Does Dawn dish soap kill fleas?

Summary

Dawn dish soap does kill fleas. It works by reducing the surface tension of water. Fleas sink and drown instead of remaining on the water’s surface. The dish detergent also prevents insects’ waxy cuticles from repelling water. As a result, water can enter their respiratory system to suffocate them.

Details

Adding dish soap to water is a common way to drown fleas. For instance, placing a plate of soapy water beneath a lamp works as a flea trap. Or fleas can be drowned in a bowl of soapy water after being combed off a pet.

Dawn Works as a Surfactant

Forcing Fleas to Sink

Dawn contains surfactants, which are compounds that lower the surface tension of water. Fleas will sink and drown when a couple drops of Dawn are added to water. Without a surfactant, fleas won’t break the water’s surface tension. This is because of their small size and water-repellent layer of wax. They’ll stay on the surface, flailing around and possibly escaping. Fleas can survive up to seven days in water, and up to 24 hours when submerged.

Allowing Water into the Respiratory System

Insects don’t drown easily. Their respiratory systems are resistant to oxygen deprivation. Fleas, and other insects, are covered in a layer of wax that repels water and makes them non-wettable (hydrophobic). The waxy layer extends into the trachea, preventing water from entering their respiratory systems.

Dawn’s surfactant properties make fleas more wettable. The waxy cuticle won’t repel water, and thus it’ll enter into their respiratory systems. The fleas drown as the water displaces air. In addition, the soap creates suds which may physically block the spiracles (respiratory entries), preventing the exchange of air and causing suffocation.

Bathing Pets with Dawn

Dawn is sometimes used as an alternative to flea shampoos.
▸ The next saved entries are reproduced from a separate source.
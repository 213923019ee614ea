//! No-WASM transport using reqwest.
//!
//! Endpoints: the wallet signer service answers `enable`/`accounts`, the node
//! gateway answers contract queries and submissions. Responses come back as
//! raw `serde_json::Value`; the workflow layer interprets the envelopes.

use crate::abi::ContractHandle;
use crate::config::AppConfig;
use crate::error::{ErrorKind, Result};
use crate::interface::{ContractApi, WalletApi};
use crate::model::structs::{Account, ExtensionInfo};
use reqwest::Client;
use serde_json::{json, Value};

/// HTTP client for no-WASM environments.
#[derive(Debug, Clone)]
pub struct NodeClient {
    client: Client,
    node_url: String,
    wallet_url: String,
}

impl NodeClient {
    pub fn new(config: &AppConfig) -> Result<Self> {
        let client = Client::builder().build()?;
        Ok(Self {
            client,
            node_url: config.node_url.trim_end_matches('/').to_string(),
            wallet_url: config.wallet_url.trim_end_matches('/').to_string(),
        })
    }
}

impl WalletApi for NodeClient {
    async fn enable(&self, app_name: &str) -> Result<Vec<ExtensionInfo>> {
        let url = format!("{}/enable", self.wallet_url);
        let body = json!({ "origin": app_name });

        // The handshake is idempotent, so transient network failures get a
        // few attempts before surfacing. Everything past this point is
        // single-shot.
        for attempt in 1..=3 {
            match self.client.post(&url).json(&body).send().await {
                Ok(resp) => {
                    let payload = resp.json::<Value>().await?;
                    let extensions: Vec<ExtensionInfo> =
                        serde_json::from_value(payload["extensions"].clone())?;
                    return Ok(extensions);
                }
                Err(e) => {
                    eprintln!("Wallet handshake failed (attempt {attempt}/3): {e}");
                    if attempt == 3 {
                        return Err(e.into());
                    }
                    tokio::time::sleep(std::time::Duration::from_millis(500)).await;
                }
            }
        }

        unreachable!()
    }

    async fn accounts(&self) -> Result<Vec<Account>> {
        let url = format!("{}/accounts", self.wallet_url);
        let resp = self.client.get(&url).send().await?;
        let payload = resp.json::<Value>().await?;

        let accounts: Vec<Account> = serde_json::from_value(payload["accounts"].clone())?;
        Ok(accounts)
    }
}

impl ContractApi for NodeClient {
    async fn query(
        &self,
        caller: &str,
        handle: &ContractHandle,
        method: &str,
        args: &[Value],
    ) -> Result<Value> {
        let selector = handle.abi.selector(method)?;
        let url = format!("{}/contract/query", self.node_url);

        let resp = self
            .client
            .post(&url)
            .json(&json!({
                "address": handle.address,
                "caller": caller,
                "method": method,
                "selector": format!("0x{}", hex::encode(selector)),
                "args": args,
            }))
            .send()
            .await?;

        Ok(resp.json::<Value>().await?)
    }

    async fn transact(
        &self,
        signer: &str,
        handle: &ContractHandle,
        method: &str,
        value: u128,
        args: &[Value],
    ) -> Result<Value> {
        let spec = handle.abi.message(method)?;
        if !spec.mutates {
            return Err(ErrorKind::ParseError(format!(
                "{method} is read-only, submit it as a query"
            ))
            .into());
        }
        let selector = handle.abi.selector(method)?;
        let url = format!("{}/contract/call", self.node_url);

        let resp = self
            .client
            .post(&url)
            .json(&json!({
                "address": handle.address,
                "signer": signer,
                "method": method,
                "selector": format!("0x{}", hex::encode(selector)),
                "value": value.to_string(),
                "args": args,
            }))
            .send()
            .await?;

        let receipt = resp.json::<Value>().await?;
        if receipt["result"]["isErr"].as_bool().unwrap_or(false) {
            return Err(ErrorKind::TransactionFailed(format!(
                "Transaction {method} was rejected"
            ))
            .into());
        }
        Ok(receipt)
    }
}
The detergent drowns fleas on pets by the same mode of action as previously mentioned. However, it’s important to keep in mind that dish soap isn’t made for animals. Dawn is much harsher than pet shampoos. It’ll remove an animal’s natural protective oils, and their skin can get extremely dry and irritated. Even with gentle, pH balanced pet shampoos, it’s advised not to bathe pets more than once a month. Avoid using Dawn on animals with skin infections.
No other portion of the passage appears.